Na condição de jurista, integrei o Tribunal Regional Eleitoral da Paraíba ao lado do professor Ridalvo Costa, que pontificou naquela Corte por mais de doze anos.

Ali pude observá-lo, agora não mais apenas como aluno, mas como integrante do mesmo colegiado.

Ridalvo era equilibrado, ponderado e sensível. E havia uma característica que particularmente impressionava: seus votos eram proferidos de improviso.
Sem perder a precisão jurídica, desenvolvia o raciocínio com extraordinária naturalidade, numa construção perfeitamente encadeada, elegante e rica em conteúdo.

A palavra surgia serena, o argumento encontrava seu lugar e a conclusão parecia consequência natural do raciocínio.
Era uma demonstração rara de domínio do Direito: transformar conhecimento acumulado durante uma vida inteira em pensamento jurídico claro, imediato e convincente.

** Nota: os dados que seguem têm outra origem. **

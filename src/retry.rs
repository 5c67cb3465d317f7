//! # Retry Policy
//!
//! Bounded exponential backoff shared by namespace provisioning and every
//! other blob backend call. Only errors that report themselves retryable
//! are retried; everything else propagates on the first attempt.

use std::fmt::Display;
use std::thread;
use std::time::Duration;

use serde::{Deserialize, Serialize};

use crate::observability::{log_event_with_fields, Event};

/// Errors that can tell whether another attempt may succeed
pub trait Retryable {
    fn is_retryable(&self) -> bool;
}

/// Retry settings for backend calls
#[derive(Debug, Clone, Copy, PartialEq, Serialize, Deserialize)]
pub struct RetryPolicy {
    /// Total attempts including the first one
    #[serde(default = "default_max_attempts")]
    pub max_attempts: u32,
    /// Delay after the first failure in milliseconds
    #[serde(default = "default_initial_backoff_ms")]
    pub initial_backoff_ms: u64,
    /// Upper bound on any single delay in milliseconds
    #[serde(default = "default_max_backoff_ms")]
    pub max_backoff_ms: u64,
    #[serde(default = "default_multiplier")]
    pub multiplier: f64,
}

fn default_max_attempts() -> u32 {
    4
}
fn default_initial_backoff_ms() -> u64 {
    100
}
fn default_max_backoff_ms() -> u64 {
    2_000
}
fn default_multiplier() -> f64 {
    2.0
}

impl Default for RetryPolicy {
    fn default() -> Self {
        Self {
            max_attempts: default_max_attempts(),
            initial_backoff_ms: default_initial_backoff_ms(),
            max_backoff_ms: default_max_backoff_ms(),
            multiplier: default_multiplier(),
        }
    }
}

impl RetryPolicy {
    /// Policy that retries without sleeping (tests, local backends)
    pub fn immediate(max_attempts: u32) -> Self {
        Self {
            max_attempts,
            initial_backoff_ms: 0,
            max_backoff_ms: 0,
            multiplier: 1.0,
        }
    }

    /// Delay before retry number `retry` (1-based)
    pub fn backoff_for(&self, retry: u32) -> Duration {
        let exponent = retry.saturating_sub(1).min(32) as i32;
        let delay = self.initial_backoff_ms as f64 * self.multiplier.powi(exponent);
        let capped = delay.min(self.max_backoff_ms as f64).max(0.0);
        Duration::from_millis(capped as u64)
    }

    /// Run `op` until it succeeds, fails permanently or attempts run out
    pub fn run<T, E, F>(&self, operation: &str, op: F) -> Result<T, E>
    where
        E: Retryable + Display,
        F: FnMut() -> Result<T, E>,
    {
        self.run_with(operation, |_, _| {}, op)
    }

    /// Like `run`, calling `on_retry(retry_number, &error)` before each sleep
    pub fn run_with<T, E, F, R>(&self, operation: &str, mut on_retry: R, mut op: F) -> Result<T, E>
    where
        E: Retryable + Display,
        F: FnMut() -> Result<T, E>,
        R: FnMut(u32, &E),
    {
        let max_attempts = self.max_attempts.max(1);
        let mut attempt = 1;

        loop {
            match op() {
                Ok(value) => return Ok(value),
                Err(err) if err.is_retryable() && attempt < max_attempts => {
                    let delay = self.backoff_for(attempt);
                    log_event_with_fields(
                        Event::BackendRetry,
                        &[
                            ("operation", operation),
                            ("attempt", &attempt.to_string()),
                            ("delay_ms", &delay.as_millis().to_string()),
                            ("error", &err.to_string()),
                        ],
                    );
                    on_retry(attempt, &err);
                    if !delay.is_zero() {
                        thread::sleep(delay);
                    }
                    attempt += 1;
                }
                Err(err) => return Err(err),
            }
        }
    }
}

Depois viria outra etapa extraordinária de sua trajetória.
Com a criação dos Tribunais Regionais Federais pela Constituição de 1988, Ridalvo Costa integrou a primeira composição do Tribunal Regional Federal da 5ª Região e tornou-se, em 1989, seu primeiro presidente.

Coube-lhe participar da implantação de uma instituição que nascia com a nova ordem constitucional brasileira.
Há nisso uma coincidência histórica particularmente bonita.
O juiz que atravessara os anos difíceis do regime de exceção ajudava, duas décadas depois, a instalar um Tribunal nascido sob a Constituição democrática de 1988.

O Brasil havia mudado.
Ridalvo permanecera o mesmo.
Independente, democrático e simples.

O currículo registra o juiz federal, o professor, o juiz eleitoral e o primeiro presidente do TRF da 5ª Região. Registra cargos, datas e funções.
Mas nenhum currículo consegue registrar inteiramente um homem.
Conheci também o Ridalvo amigo.

Nossa amizade atravessou décadas. Quando da instalação do novo Tribunal, ele me fez um convite que muito me honrou para colaborar naquele momento inicial da Corte. Eu vivia outra realidade. Tinha responsabilidades familiares na Paraíba e precisava dar continuidade ao escritório de advocacia que recebera de meu pai. Não pude acompanhá-lo naquela nova missão.
O convite, entretanto, nunca esqueci.

Porque existem convites que valem menos pelo cargo oferecido do que pela confiança que representam.
Ridalvo construiu sua vida ao lado de Maria Lúcia Marinho, defensora pública aposentada, formando uma família de quatro filhas. Na família, na universidade, na magistratura ou na Presidência de um Tribunal, conservou sempre o mesmo equilíbrio.
Hoje, Ridalvo Costa é um verdadeiro ícone da Justiça Federal da Paraíba e do Brasil.

E sua grandeza talvez esteja justamente numa aparente contradição: quanto maior se tornava institucionalmente, mais simples permanecia pessoalmente.
Nunca precisou da toga para ser respeitado.
Nunca precisou do cargo para ser ouvido.
Nunca precisou elevar a voz para demonstrar autoridade.
Na universidade, os alunos lotavam a sala e ocupavam os corredores para escutá-lo.

Na Justiça Eleitoral, seus votos revelavam a elegância de quem dominava o Direito sem fazer do conhecimento uma exibição.
Na magistratura federal, advogados encontravam um juiz independente e respeitoso.
Na vida, seus amigos encontraram um homem leal e generoso.

Talvez por isso sua trajetória tenha atravessado tantas transformações do Brasil sem envelhecer.
Governos passam. Regimes passam. Cargos passam. Tribunais se renovam.
Mas certos exemplos permanecem.

Depois de tantos anos, quando penso no professor que vi ensinando para uma sala que já não comportava seus alunos; no juiz que preservou sua independência em tempos difíceis; no jurista que vi construir, de improviso, votos de extraordinária elegância e conteúdo; no presidente que ajudou a construir um Tribunal nascido com a redemocratização; e, sobretudo, no amigo que conheci, chego sempre à mesma conclusão:
Ridalvo Costa demonstrou, durante toda a vida, que a verdadeira autoridade não nasce do poder. Nasce do respeito.
E talvez essa seja a mais importante aula que o professor Ridalvo Costa continua a nos ensinar.

Desembargador do Tribunal de Justiça da Paraíba.